§ **Assignment**
Check every line below for the word "daily" and show those that hold it.

★ ★ ★

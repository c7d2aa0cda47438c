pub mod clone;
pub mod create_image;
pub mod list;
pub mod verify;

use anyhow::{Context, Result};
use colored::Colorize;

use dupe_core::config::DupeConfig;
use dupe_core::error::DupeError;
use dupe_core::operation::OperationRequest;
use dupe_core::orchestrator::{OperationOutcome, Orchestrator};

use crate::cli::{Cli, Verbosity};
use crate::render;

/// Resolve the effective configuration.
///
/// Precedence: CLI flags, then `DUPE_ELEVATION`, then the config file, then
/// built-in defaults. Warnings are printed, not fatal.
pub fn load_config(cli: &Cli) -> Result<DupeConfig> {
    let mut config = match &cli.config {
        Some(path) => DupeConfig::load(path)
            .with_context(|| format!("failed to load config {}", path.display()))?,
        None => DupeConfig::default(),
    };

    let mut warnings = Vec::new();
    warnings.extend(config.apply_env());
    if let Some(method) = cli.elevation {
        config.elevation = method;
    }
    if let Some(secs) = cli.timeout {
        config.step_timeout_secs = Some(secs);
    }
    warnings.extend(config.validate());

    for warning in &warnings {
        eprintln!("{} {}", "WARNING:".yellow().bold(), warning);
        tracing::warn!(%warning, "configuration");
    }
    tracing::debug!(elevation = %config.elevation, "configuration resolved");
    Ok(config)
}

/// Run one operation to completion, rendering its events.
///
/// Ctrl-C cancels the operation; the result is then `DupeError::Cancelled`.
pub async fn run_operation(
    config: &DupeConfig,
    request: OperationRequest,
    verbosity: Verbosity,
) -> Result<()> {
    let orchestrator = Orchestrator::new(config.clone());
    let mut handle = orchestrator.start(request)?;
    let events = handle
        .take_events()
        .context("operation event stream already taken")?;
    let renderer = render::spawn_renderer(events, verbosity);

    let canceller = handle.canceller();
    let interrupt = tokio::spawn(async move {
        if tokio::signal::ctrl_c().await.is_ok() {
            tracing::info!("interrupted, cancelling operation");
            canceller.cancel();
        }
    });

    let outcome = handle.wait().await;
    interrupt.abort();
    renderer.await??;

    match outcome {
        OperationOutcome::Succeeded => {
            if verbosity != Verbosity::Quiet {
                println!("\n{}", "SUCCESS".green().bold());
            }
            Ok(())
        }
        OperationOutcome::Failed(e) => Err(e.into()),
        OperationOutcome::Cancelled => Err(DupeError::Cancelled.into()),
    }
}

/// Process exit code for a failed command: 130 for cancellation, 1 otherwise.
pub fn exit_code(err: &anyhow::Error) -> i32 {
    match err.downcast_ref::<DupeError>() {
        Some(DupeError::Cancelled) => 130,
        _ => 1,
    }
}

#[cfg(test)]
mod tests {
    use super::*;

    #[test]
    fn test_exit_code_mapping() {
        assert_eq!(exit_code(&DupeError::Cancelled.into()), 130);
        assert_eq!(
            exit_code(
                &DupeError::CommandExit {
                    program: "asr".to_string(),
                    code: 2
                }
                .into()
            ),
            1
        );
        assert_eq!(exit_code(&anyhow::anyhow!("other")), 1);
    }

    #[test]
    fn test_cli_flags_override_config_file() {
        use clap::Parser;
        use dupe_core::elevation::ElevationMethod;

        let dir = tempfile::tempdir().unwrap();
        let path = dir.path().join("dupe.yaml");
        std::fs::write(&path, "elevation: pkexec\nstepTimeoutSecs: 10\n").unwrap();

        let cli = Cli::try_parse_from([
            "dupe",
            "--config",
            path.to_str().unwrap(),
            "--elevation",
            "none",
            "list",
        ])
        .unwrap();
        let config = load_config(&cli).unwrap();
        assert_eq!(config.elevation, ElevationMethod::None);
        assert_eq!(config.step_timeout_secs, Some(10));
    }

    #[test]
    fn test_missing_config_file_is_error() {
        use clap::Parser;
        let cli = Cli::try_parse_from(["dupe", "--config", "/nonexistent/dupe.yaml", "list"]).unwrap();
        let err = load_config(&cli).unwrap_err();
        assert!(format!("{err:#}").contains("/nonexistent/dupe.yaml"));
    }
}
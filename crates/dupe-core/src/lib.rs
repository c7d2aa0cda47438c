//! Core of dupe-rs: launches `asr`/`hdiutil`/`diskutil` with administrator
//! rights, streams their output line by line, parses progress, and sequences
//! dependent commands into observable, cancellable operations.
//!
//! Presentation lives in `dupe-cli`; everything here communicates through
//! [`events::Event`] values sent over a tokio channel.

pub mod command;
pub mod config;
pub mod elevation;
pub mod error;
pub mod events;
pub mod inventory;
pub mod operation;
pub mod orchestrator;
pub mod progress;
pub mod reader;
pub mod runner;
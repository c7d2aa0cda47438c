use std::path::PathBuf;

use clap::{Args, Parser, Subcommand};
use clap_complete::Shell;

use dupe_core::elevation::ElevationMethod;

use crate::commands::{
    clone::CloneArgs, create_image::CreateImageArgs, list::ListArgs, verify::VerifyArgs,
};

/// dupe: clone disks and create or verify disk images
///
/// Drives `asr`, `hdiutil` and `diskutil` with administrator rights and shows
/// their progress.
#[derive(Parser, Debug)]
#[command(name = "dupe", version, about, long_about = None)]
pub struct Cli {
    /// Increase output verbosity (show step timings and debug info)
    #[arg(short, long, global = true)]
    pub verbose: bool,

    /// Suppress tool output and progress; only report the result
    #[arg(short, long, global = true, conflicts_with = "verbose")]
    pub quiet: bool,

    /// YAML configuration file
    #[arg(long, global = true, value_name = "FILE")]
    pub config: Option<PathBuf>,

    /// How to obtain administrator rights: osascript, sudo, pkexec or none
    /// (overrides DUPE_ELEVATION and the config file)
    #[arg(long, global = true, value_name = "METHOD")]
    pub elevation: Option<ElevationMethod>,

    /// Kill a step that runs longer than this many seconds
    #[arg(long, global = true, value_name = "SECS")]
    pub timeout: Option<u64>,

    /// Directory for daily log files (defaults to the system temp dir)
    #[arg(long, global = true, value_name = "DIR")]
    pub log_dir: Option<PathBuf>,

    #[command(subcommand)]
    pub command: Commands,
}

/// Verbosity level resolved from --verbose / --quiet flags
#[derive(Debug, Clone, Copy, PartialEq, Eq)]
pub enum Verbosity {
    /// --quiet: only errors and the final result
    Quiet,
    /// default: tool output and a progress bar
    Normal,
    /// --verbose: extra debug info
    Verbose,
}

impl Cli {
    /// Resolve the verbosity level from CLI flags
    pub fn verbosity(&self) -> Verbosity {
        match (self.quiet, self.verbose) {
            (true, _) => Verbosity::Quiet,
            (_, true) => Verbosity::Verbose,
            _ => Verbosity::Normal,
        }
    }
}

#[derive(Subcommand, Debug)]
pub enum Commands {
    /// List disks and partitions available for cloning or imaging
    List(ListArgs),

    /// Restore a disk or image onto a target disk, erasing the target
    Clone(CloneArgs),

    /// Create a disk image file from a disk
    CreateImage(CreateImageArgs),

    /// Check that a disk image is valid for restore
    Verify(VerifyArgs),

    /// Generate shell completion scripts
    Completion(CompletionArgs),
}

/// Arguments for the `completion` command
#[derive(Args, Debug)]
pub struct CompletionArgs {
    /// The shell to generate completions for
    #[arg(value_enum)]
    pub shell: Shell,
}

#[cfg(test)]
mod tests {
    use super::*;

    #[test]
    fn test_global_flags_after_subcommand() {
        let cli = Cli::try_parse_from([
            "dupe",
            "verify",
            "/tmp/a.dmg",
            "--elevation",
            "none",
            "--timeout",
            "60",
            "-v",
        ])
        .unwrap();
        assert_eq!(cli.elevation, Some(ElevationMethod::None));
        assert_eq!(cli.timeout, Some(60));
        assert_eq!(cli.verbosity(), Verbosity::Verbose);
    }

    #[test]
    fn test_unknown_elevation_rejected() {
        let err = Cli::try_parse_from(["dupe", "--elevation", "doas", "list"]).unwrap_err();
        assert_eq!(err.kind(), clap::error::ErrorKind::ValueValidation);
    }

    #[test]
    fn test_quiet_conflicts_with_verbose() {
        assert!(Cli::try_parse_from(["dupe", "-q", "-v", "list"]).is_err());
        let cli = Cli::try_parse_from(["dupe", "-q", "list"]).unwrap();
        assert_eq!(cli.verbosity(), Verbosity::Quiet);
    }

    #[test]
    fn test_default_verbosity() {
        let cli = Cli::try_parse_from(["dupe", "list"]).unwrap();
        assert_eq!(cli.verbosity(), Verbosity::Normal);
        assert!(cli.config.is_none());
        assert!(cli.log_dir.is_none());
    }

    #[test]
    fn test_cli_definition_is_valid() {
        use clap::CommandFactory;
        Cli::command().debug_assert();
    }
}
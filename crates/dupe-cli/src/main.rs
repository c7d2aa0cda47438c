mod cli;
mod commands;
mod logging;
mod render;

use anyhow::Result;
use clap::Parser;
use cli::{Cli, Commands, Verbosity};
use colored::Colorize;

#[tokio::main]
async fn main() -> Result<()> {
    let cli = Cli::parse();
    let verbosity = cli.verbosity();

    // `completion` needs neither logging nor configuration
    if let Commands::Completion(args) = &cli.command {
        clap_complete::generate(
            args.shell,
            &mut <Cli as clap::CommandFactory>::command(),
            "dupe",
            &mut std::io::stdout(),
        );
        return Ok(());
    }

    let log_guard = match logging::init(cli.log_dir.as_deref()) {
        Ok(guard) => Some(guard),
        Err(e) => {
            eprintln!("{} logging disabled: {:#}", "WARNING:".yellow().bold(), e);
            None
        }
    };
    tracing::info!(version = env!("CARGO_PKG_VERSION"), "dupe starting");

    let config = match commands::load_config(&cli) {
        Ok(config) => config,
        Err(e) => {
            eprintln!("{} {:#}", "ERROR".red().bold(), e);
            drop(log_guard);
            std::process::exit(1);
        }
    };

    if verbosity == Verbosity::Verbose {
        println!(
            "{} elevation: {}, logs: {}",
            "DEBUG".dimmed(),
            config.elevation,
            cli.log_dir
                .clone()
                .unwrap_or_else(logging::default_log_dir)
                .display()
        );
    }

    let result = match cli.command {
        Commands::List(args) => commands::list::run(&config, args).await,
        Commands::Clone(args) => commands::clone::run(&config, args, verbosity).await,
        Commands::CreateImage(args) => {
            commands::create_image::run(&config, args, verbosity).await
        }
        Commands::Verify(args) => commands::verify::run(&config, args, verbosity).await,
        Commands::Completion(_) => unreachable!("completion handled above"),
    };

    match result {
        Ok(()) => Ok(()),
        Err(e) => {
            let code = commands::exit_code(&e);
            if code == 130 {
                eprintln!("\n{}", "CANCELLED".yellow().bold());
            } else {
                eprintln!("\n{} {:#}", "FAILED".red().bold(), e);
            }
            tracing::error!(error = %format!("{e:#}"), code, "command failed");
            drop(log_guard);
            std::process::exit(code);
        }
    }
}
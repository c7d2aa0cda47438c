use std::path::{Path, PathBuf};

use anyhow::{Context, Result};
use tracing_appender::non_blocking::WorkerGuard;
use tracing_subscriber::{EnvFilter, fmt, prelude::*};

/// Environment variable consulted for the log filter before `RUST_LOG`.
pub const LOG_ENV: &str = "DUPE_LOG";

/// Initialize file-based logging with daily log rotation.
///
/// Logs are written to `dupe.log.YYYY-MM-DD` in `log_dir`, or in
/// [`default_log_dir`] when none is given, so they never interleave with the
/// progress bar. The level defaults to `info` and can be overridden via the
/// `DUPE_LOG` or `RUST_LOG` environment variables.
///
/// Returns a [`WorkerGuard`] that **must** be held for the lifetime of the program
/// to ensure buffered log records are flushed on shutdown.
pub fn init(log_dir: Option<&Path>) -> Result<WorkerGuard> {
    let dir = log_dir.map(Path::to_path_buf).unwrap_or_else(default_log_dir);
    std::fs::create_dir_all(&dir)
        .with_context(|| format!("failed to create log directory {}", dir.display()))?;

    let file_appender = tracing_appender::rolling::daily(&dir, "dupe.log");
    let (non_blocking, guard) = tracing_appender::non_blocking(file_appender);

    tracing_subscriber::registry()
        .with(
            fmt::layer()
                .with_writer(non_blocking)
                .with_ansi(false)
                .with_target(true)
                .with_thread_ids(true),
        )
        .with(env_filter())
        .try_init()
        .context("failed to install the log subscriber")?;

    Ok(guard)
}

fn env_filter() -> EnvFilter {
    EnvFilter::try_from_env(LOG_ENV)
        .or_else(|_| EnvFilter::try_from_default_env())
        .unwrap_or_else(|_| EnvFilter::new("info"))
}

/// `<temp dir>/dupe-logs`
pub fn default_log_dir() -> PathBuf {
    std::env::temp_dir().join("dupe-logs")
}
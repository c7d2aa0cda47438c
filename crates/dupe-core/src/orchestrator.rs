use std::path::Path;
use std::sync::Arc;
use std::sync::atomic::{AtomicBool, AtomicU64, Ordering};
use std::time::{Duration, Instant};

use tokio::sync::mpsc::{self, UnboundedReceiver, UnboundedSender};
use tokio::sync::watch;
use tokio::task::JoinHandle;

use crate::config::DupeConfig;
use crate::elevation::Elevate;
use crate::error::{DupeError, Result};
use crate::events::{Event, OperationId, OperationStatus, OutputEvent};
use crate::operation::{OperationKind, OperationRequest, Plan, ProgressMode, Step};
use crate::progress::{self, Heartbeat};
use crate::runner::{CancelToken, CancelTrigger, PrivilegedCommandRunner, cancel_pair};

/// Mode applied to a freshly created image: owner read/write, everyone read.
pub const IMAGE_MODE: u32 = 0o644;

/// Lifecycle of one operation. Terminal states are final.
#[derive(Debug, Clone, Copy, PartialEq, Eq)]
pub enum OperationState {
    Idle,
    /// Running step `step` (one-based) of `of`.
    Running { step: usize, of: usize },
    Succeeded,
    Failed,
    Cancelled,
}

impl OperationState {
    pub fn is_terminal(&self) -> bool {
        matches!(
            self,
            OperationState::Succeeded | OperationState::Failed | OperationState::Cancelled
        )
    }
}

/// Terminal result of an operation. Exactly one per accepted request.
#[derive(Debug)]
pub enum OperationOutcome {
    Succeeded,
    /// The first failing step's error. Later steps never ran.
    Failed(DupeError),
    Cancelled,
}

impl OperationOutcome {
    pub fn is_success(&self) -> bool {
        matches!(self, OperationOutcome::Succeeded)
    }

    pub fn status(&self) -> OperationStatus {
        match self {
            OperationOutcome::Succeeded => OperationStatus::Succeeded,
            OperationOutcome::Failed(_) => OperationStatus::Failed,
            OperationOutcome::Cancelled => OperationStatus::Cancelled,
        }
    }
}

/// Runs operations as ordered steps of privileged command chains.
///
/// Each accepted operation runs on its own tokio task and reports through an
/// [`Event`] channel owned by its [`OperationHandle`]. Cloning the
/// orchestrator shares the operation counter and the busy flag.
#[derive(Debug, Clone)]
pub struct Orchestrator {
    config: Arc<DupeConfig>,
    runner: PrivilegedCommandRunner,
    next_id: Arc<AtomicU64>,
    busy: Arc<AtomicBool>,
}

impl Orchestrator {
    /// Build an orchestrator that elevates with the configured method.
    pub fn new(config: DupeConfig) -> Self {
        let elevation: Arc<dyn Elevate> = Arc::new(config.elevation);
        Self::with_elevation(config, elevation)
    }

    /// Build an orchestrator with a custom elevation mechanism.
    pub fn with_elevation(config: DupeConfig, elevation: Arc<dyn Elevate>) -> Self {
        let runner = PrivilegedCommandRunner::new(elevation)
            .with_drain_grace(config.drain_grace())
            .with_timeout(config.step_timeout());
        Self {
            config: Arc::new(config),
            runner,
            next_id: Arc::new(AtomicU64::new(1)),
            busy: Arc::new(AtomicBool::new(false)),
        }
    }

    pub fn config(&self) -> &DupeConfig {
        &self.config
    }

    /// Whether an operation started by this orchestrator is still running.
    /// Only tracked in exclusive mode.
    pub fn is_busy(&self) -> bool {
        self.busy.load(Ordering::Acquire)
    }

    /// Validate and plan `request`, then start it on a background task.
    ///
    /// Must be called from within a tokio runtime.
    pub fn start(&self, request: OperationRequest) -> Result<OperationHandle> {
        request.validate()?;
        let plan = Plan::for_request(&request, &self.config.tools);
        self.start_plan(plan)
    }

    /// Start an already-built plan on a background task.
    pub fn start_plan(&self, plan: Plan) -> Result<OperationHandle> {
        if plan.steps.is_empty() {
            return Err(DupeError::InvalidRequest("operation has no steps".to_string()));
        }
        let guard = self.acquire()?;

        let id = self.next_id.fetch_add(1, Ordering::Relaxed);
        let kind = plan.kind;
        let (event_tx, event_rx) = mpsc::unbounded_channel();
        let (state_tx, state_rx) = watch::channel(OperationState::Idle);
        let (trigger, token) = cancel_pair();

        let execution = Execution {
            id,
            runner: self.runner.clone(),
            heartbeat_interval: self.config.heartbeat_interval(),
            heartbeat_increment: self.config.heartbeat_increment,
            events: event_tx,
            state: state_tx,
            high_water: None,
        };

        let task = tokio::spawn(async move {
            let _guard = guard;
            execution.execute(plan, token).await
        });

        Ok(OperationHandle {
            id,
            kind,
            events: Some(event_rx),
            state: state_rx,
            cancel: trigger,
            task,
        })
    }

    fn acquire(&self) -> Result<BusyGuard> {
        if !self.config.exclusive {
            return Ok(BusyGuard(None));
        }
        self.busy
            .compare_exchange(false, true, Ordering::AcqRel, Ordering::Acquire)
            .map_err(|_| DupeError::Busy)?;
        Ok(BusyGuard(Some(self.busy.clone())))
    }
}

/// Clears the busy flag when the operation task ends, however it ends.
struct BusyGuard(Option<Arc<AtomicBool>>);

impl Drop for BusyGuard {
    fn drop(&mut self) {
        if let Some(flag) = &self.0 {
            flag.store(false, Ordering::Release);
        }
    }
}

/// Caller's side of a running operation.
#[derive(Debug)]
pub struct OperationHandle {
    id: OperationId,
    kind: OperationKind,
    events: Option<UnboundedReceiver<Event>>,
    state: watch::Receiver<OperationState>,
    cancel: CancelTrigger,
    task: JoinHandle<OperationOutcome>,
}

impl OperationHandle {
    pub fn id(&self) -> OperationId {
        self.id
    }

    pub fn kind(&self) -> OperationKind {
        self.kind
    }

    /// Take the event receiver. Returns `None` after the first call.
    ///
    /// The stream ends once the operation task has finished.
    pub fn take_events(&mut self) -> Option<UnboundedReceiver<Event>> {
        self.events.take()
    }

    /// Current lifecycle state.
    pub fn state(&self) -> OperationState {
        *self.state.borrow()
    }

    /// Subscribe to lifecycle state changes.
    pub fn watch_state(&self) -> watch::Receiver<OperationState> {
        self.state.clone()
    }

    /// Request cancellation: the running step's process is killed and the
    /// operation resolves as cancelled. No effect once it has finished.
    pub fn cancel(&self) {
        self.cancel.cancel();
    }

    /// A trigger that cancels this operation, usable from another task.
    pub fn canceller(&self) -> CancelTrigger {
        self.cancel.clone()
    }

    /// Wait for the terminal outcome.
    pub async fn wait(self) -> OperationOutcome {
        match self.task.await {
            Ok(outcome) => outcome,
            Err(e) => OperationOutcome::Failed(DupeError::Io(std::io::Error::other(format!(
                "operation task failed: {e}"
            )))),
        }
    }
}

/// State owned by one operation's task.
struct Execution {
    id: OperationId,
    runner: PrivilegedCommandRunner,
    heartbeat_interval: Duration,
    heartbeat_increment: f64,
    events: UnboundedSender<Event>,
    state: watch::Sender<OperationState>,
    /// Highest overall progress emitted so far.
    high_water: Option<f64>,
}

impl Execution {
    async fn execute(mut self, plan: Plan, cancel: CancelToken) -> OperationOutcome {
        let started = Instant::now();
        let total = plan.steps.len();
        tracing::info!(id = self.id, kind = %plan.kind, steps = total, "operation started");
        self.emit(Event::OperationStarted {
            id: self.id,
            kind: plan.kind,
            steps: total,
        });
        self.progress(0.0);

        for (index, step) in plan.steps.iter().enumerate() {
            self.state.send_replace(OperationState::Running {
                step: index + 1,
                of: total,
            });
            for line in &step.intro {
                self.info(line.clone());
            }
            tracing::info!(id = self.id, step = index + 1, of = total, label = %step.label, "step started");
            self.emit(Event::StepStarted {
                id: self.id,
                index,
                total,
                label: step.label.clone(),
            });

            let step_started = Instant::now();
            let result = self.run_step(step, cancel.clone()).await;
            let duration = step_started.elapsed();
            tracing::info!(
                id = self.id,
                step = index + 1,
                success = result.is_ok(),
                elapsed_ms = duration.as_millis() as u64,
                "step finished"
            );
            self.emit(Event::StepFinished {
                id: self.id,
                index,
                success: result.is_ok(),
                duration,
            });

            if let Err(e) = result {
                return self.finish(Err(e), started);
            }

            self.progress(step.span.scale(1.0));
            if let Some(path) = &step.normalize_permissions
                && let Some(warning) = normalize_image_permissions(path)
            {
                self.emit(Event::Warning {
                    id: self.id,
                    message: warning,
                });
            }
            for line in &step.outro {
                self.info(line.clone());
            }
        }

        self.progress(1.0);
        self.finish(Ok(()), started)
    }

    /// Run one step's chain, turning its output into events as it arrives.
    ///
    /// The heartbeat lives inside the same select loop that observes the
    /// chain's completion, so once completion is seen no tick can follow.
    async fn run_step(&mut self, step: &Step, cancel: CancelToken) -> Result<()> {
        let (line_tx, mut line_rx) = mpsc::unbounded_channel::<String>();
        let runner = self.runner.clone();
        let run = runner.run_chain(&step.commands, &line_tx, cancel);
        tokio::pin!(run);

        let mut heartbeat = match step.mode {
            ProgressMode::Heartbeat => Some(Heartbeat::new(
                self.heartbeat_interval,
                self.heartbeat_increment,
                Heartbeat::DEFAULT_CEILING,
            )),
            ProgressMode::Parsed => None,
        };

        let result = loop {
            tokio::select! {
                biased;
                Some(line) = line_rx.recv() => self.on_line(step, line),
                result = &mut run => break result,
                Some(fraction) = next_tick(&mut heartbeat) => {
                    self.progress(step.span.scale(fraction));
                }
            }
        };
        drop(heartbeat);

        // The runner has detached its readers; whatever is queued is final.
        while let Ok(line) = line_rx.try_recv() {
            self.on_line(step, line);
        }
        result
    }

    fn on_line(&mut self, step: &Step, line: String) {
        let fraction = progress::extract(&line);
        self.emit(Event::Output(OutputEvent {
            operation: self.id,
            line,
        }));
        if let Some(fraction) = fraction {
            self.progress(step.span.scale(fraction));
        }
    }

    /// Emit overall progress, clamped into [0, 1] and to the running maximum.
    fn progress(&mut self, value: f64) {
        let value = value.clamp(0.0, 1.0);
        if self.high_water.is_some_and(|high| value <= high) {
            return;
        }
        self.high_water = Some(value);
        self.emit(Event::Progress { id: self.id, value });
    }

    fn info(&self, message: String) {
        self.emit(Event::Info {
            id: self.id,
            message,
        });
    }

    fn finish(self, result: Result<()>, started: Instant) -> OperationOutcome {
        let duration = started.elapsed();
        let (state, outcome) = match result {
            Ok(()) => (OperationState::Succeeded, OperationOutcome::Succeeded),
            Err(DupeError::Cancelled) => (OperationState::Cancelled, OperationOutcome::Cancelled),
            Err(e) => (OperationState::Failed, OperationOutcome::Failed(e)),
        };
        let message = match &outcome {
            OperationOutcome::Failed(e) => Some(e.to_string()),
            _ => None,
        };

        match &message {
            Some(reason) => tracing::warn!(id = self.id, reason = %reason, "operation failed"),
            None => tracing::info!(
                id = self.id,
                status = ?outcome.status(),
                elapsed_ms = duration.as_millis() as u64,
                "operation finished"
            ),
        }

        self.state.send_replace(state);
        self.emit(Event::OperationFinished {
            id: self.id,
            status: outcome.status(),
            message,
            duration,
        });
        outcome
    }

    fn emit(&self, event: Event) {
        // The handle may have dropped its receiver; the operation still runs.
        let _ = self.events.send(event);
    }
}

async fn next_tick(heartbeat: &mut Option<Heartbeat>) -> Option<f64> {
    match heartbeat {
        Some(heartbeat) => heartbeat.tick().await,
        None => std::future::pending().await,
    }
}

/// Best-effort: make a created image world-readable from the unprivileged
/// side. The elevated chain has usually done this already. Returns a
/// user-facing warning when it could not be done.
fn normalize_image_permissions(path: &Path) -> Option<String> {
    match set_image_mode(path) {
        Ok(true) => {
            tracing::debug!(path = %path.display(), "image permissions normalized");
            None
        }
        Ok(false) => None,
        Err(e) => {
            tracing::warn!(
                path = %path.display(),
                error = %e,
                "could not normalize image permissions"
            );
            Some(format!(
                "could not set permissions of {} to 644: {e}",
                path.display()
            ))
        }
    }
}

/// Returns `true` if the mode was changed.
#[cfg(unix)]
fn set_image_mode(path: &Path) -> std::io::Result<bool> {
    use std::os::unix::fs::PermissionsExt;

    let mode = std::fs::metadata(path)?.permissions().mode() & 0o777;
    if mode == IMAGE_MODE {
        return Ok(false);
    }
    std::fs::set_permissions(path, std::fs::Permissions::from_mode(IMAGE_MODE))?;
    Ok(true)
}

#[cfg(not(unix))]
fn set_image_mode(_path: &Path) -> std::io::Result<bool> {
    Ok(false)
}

★ ★ ★

§ **Output below**
    /// Directory for daily log files (defaults to the system temp dir)
/// Initialize file-based logging with daily log rotation.
    let file_appender = tracing_appender::rolling::daily(&dir, "dupe.log");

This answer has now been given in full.